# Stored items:
====================

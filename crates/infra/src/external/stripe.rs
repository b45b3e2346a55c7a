//! Stripe payment-intents client.

use async_trait::async_trait;
use serde::Deserialize;

use super::{PaymentGatewayError, PaymentIntent, PaymentIntentCreator};

pub const DEFAULT_API_BASE: &str = "https://api.stripe.com";
pub const CURRENCY: &str = "usd";

const BODY_PREVIEW_CHARS: usize = 200;

#[derive(Debug, Deserialize)]
struct IntentResponse {
    id: String,
    client_secret: String,
}

#[derive(Debug, Deserialize)]
struct ErrorEnvelope {
    error: ErrorBody,
}

#[derive(Debug, Deserialize)]
struct ErrorBody {
    message: Option<String>,
}

#[derive(Clone)]
pub struct StripePaymentIntents {
    client: reqwest::Client,
    api_base: String,
    secret_key: String,
}

impl StripePaymentIntents {
    pub fn new(secret_key: impl Into<String>) -> Self {
        Self::with_api_base(secret_key, DEFAULT_API_BASE)
    }

    /// Point the client at another base URL (a local mock in tests).
    pub fn with_api_base(secret_key: impl Into<String>, api_base: impl Into<String>) -> Self {
        Self {
            client: reqwest::Client::new(),
            api_base: api_base.into().trim_end_matches('/').to_string(),
            secret_key: secret_key.into(),
        }
    }

    fn endpoint(&self) -> String {
        format!("{}/v1/payment_intents", self.api_base)
    }
}

fn body_preview(body: &str) -> String {
    body.chars().take(BODY_PREVIEW_CHARS).collect()
}

/// The gateway's own error message, or a preview of whatever it sent.
fn rejection_message(status: reqwest::StatusCode, body: &str) -> String {
    serde_json::from_str::<ErrorEnvelope>(body)
        .ok()
        .and_then(|envelope| envelope.error.message)
        .unwrap_or_else(|| format!("payment gateway returned {status}: {}", body_preview(body)))
}

#[async_trait]
impl PaymentIntentCreator for StripePaymentIntents {
    async fn create_intent(&self, amount_in_cents: i64) -> Result<PaymentIntent, PaymentGatewayError> {
        let amount = amount_in_cents.to_string();
        let form = [
            ("amount", amount.as_str()),
            ("currency", CURRENCY),
            ("payment_method_types[]", "card"),
        ];

        let response = self
            .client
            .post(self.endpoint())
            .bearer_auth(&self.secret_key)
            .form(&form)
            .send()
            .await
            .map_err(|err| PaymentGatewayError::Transport(err.to_string()))?;

        let status = response.status();
        let body = response
            .text()
            .await
            .map_err(|err| PaymentGatewayError::Transport(err.to_string()))?;

        if !status.is_success() {
            tracing::warn!(%status, "payment gateway rejected intent");
            return Err(PaymentGatewayError::Rejected(rejection_message(status, &body)));
        }

        let intent: IntentResponse = serde_json::from_str(&body)
            .map_err(|err| PaymentGatewayError::Decode(err.to_string()))?;
        tracing::info!(intent_id = %intent.id, amount_in_cents, "payment intent created");
        Ok(PaymentIntent {
            id: intent.id,
            client_secret: intent.client_secret,
        })
    }
}
//! JSON log output filtered by `RUST_LOG`.

use tracing_subscriber::EnvFilter;

pub const DEFAULT_FILTER: &str = "info";

/// Build the filter from `RUST_LOG`, falling back to [`DEFAULT_FILTER`].
pub fn env_filter() -> EnvFilter {
    EnvFilter::try_from_default_env().unwrap_or_else(|_| EnvFilter::new(DEFAULT_FILTER))
}

pub fn init() {
    // try_init fails once a subscriber is installed; that is the no-op case.
    let _ = tracing_subscriber::fmt()
        .with_env_filter(env_filter())
        .json()
        .with_timer(tracing_subscriber::fmt::time::SystemTime)
        .with_target(false)
        .try_init();
}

====================

# YOUR GOAL:
How many lines of the entries hold the word "PaymentIntentCreator"? Respond with the number alone.

# SOLUTION TO THE PROBLEM:
2